** What you are asked to do **
Print, in exact form, the lines below from the one containing "to one sprint." through the one containing "cannot be parsed.", and omit all others.

** Data for analysis **
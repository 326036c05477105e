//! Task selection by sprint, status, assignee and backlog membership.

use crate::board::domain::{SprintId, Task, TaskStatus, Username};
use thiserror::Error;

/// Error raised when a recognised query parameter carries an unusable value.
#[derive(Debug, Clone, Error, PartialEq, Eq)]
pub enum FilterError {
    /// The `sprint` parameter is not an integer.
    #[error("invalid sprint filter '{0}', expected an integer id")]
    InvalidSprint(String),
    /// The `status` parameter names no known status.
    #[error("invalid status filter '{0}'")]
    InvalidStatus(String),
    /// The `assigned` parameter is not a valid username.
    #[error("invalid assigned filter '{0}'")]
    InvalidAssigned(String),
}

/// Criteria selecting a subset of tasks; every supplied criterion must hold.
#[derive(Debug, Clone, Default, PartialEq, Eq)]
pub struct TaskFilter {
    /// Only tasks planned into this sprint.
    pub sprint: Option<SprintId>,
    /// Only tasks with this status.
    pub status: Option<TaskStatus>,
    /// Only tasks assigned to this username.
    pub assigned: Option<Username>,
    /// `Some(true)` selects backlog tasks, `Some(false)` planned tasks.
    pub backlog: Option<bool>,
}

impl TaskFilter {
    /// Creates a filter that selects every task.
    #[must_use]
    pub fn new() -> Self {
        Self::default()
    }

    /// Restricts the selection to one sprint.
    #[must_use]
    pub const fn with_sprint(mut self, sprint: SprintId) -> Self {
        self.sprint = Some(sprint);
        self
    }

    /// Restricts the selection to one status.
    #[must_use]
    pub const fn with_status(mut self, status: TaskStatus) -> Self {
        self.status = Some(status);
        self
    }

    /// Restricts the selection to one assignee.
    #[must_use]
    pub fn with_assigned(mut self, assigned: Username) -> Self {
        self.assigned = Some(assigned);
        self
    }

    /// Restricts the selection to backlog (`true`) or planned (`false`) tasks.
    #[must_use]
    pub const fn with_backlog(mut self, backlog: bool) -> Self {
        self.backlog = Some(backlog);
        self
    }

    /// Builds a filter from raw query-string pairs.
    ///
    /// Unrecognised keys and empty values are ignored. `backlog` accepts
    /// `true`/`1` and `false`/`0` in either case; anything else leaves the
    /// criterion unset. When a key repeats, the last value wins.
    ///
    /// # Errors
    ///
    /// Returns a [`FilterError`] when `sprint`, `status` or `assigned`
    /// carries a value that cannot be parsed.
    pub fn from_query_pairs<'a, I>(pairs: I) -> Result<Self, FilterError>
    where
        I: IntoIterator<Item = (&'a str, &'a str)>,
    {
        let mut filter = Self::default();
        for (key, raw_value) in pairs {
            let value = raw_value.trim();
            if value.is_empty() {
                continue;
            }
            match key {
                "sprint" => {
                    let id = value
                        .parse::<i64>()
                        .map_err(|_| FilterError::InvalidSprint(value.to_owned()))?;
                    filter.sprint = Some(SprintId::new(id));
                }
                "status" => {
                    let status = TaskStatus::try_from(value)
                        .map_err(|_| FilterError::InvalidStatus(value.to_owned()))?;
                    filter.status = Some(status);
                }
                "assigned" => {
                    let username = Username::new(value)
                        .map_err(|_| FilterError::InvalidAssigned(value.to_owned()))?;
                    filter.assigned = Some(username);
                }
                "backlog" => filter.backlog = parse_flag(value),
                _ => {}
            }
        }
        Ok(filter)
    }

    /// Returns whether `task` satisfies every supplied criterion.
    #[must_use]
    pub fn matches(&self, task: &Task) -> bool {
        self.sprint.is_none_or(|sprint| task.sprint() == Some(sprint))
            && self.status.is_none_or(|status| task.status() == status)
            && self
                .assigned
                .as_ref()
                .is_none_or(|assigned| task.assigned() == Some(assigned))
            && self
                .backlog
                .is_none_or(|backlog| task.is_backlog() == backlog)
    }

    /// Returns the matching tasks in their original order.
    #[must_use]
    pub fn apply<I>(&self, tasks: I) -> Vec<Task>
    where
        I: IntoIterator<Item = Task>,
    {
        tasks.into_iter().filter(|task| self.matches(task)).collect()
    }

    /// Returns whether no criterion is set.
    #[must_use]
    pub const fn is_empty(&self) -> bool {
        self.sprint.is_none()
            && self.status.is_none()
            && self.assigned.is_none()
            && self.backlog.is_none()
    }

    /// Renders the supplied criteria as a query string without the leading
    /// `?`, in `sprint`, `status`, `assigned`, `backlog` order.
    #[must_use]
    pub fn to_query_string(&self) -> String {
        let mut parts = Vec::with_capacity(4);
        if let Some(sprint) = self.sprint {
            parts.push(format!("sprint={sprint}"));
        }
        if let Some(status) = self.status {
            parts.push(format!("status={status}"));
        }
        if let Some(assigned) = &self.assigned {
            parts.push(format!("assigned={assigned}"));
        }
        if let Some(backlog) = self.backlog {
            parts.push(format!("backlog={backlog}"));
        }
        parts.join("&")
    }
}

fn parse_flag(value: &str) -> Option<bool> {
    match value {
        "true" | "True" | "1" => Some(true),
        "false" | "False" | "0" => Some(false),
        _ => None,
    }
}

* * *

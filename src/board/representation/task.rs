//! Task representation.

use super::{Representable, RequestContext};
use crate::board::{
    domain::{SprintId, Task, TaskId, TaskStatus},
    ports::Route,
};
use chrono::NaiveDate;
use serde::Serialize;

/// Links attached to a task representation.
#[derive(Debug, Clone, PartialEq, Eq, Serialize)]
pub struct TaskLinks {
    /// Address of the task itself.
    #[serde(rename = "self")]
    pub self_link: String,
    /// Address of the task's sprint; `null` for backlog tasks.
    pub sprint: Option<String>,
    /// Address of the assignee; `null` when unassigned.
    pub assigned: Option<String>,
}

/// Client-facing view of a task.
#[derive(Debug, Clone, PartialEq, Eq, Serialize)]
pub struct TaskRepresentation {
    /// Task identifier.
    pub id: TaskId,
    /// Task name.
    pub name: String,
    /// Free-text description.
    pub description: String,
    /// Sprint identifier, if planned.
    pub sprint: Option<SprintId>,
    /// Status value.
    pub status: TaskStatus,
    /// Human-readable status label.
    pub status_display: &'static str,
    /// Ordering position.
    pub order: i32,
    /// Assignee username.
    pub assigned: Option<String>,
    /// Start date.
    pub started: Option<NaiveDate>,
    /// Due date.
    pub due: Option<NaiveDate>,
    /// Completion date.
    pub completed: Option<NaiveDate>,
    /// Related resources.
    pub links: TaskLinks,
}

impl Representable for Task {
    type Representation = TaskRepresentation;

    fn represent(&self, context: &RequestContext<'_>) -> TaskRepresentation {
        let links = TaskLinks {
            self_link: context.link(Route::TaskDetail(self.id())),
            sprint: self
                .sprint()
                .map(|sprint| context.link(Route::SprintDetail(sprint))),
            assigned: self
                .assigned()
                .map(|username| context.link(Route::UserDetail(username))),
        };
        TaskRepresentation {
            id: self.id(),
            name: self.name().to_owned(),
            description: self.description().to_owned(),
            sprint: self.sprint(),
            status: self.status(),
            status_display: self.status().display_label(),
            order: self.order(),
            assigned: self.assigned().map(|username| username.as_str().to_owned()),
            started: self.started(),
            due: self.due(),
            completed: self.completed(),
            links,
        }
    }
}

** Solved problem **
    /// Restricts the selection to one sprint.
    #[must_use]
    pub const fn with_sprint(mut self, sprint: SprintId) -> Self {
        self.sprint = Some(sprint);
        self
    }

    /// Restricts the selection to one status.
    #[must_use]
    pub const fn with_status(mut self, status: TaskStatus) -> Self {
        self.status = Some(status);
        self
    }

    /// Restricts the selection to one assignee.
    #[must_use]
    pub fn with_assigned(mut self, assigned: Username) -> Self {
        self.assigned = Some(assigned);
        self
    }

    /// Restricts the selection to backlog (`true`) or planned (`false`) tasks.
    #[must_use]
    pub const fn with_backlog(mut self, backlog: bool) -> Self {
        self.backlog = Some(backlog);
        self
    }

    /// Builds a filter from raw query-string pairs.
    ///
    /// Unrecognised keys and empty values are ignored. `backlog` accepts
    /// `true`/`1` and `false`/`0` in either case; anything else leaves the
    /// criterion unset. When a key repeats, the last value wins.
    ///
    /// # Errors
    ///
    /// Returns a [`FilterError`] when `sprint`, `status` or `assigned`
    /// carries a value that cannot be parsed.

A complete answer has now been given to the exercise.